We first proceed to the attack upon the constitutionality of A.R.S. § 23-906. The contention is made that this section, insofar as it provides for a conclusive election to take workmen's compensation benefits by failure to reject the Act prior to injury, is in violation of art. 18, §§ 6 and 8 OF THE ARIZONA CONSTITUTION1, A.R.S. The plaintiff points out that it is the law of this jurisdiction that art. 18, § 6 solidifies in the Constitution the right to bring a negligence action for personal injury. Alabam's Freight Co. v. Hunt, 29 Ariz. 419, 242 P. 658 (1926).

In Industrial Commission of Arizona v. Crisman, 22 Ariz. 579, 199 P. 390 (1921), our Supreme Court held the then existing Workmen's Compensation Act unconstitutional because of a similar provision to that challenged now in the present Act. At that time, art. 18, § 8 of our Constitution ended with the proviso: '* * * that it shall be optional with said employee to settle for such compensation, or retain the right to sue said employer as provided by this Constitution.' Provision for a conclusive election by failing to reject prior to injury, as contained in § 60 of the old Act, was held to be a violation of this proviso, and the entire Workmen's Compensation Act was struck down.

Thereafter, in 1925, the subject provision in the Constitution was amended by adding thereto the following language:

'* * * provided further, in order to assure and make certain a just and humane compensation law in the State of Arizona, for the relief and protection of such workmen, their widows, children or dependents, as defined by law, from the burdensome, expensive and litigious remedies for injuries to or death of such workmen, now existing in the State of Arizona, and producing uncertain and unequal compensation therefor, such employee, engaged in such private employment, may exercise the option to settle for compensation by failing to reject the provisions of such Workmen's Compensation Law prior to the injury.' (Emphasis added.)

In the Alabam's Freight Company case, supra, the new Act was challenged as to its constitutionality and upheld, against a many-pronged attack, with one exception. The court found that that portion of the Act granting an election to reject the Act only to those employee engaged in hazardous employment was in violation of art. 18, § 8 in that it did not grant the election to all employees, and the court held that the election provision under the mandate of this constitutional provision must apply to all employees. As thus construed, the new Act was held to be valid.

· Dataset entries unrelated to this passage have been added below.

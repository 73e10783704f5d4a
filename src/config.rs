//! Configuration loading.
//!
//! Settings come from a TOML file, looked up in this order:
//! 1. An explicit path (the `--config` flag)
//! 2. `$JAZZNODE_SEARCH_CONFIG`
//! 3. `<config dir>/jazznode-search/config.toml`, if it exists
//!
//! Missing optional files fall back to defaults. Command-line flags are applied
//! on top by the caller.

use crate::error::ConfigError;
use crate::search::DisplayLimits;
use serde::Deserialize;
use std::path::{Path, PathBuf};

/// Environment variable naming a config file.
pub const CONFIG_ENV: &str = "JAZZNODE_SEARCH_CONFIG";

#[derive(Debug, Clone, PartialEq, Eq, Deserialize)]
#[serde(default, deny_unknown_fields)]
pub struct Config {
    /// JSON file holding the four record arrays.
    pub data_path: Option<PathBuf>,
    /// Locale used for headings and result routes.
    pub locale: String,
    pub limits: DisplayLimits,
}

impl Default for Config {
    fn default() -> Self {
        Self {
            data_path: None,
            locale: "en".to_string(),
            limits: DisplayLimits::default(),
        }
    }
}

impl Config {
    /// Parse configuration from TOML text.
    pub fn from_toml(text: &str, path: &Path) -> Result<Self, ConfigError> {
        let config: Self = toml::from_str(text).map_err(|source| ConfigError::Parse {
            path: path.to_path_buf(),
            source,
        })?;
        config.validate()?;
        Ok(config)
    }

    /// Read and parse a config file.
    pub fn load(path: &Path) -> Result<Self, ConfigError> {
        let text = std::fs::read_to_string(path).map_err(|source| ConfigError::Read {
            path: path.to_path_buf(),
            source,
        })?;
        let config = Self::from_toml(&text, path)?;
        tracing::debug!("Loaded config from {}", path.display());
        Ok(config)
    }

    /// Resolve and load configuration using the lookup order above.
    pub fn discover(explicit: Option<&Path>) -> Result<Self, ConfigError> {
        if let Some(path) = explicit {
            return Self::load(path);
        }
        if let Some(path) = std::env::var_os(CONFIG_ENV) {
            return Self::load(Path::new(&path));
        }
        match default_path() {
            Some(path) if path.is_file() => Self::load(&path),
            _ => {
                tracing::debug!("No config file found, using defaults");
                Ok(Self::default())
            }
        }
    }

    /// Apply command-line display limits on top of the file settings.
    ///
    /// The result is validated the same way as limits read from a file.
    pub fn override_limits(
        &mut self,
        per_group: Option<usize>,
        flat: Option<usize>,
    ) -> Result<(), ConfigError> {
        if let Some(per_group) = per_group {
            self.limits.per_group = per_group;
        }
        if let Some(flat) = flat {
            self.limits.flat = flat;
        }
        self.validate()
    }

    fn validate(&self) -> Result<(), ConfigError> {
        let DisplayLimits { per_group, flat } = self.limits;
        if per_group == 0 || flat == 0 {
            return Err(ConfigError::InvalidLimits { per_group, flat });
        }
        Ok(())
    }
}

/// Default per-user config location.
pub fn default_path() -> Option<PathBuf> {
    dirs::config_dir().map(|dir| dir.join("jazznode-search").join("config.toml"))
}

It is the plaintiff's contention, however, that the specific attack as to constitutionality now made was not before the court in the Alabam's Freight Company case nor did the court then have the doctrine pertaining to election of remedies established by the three Pressley decisions. Pressley v. Industrial Commission, 72 Ariz. 299, 233 P.2d 1082 (1951); Pressley v. Industrial Commission, 73 Ariz. 22, 236 P.2d 1011 (1951); State ex rel. Industrial Commission v. Pressley, 74 Ariz. 412, 250 P.2d 992 (1952).

The gist of the plaintiff's argument is that the additional language added to art. 18, § 8 in 1925 provides only that the employee 'may' exercise an option to settle for compensation by failing to reject and that this permissive word gives a right to the employee without granting to the legislature the right to provide that a failure to reject prior to injury is conclusively deemed to be a waiver of the right to bring a negligence action.

The plaintiff's argument that the three Pressley decisions in some way affects the basic constitutional law as to an employee's options to either take compensation or bring suit verges into the next contention of the plaintiff which is that there can be no waiver of the right to sue the employer by filing a claim for compensation unless the employee knows of the existence of alternative remedies and the fact that such a claim will constitute a waiver.

In the Pressley decisions our Supreme Court determined that knowledge of alternative remedies and an intention to elect is necessary in order for A.R.S. § 23-1024 2 to be enforced insofar as an election to sue a third party tort-feasor is concerned.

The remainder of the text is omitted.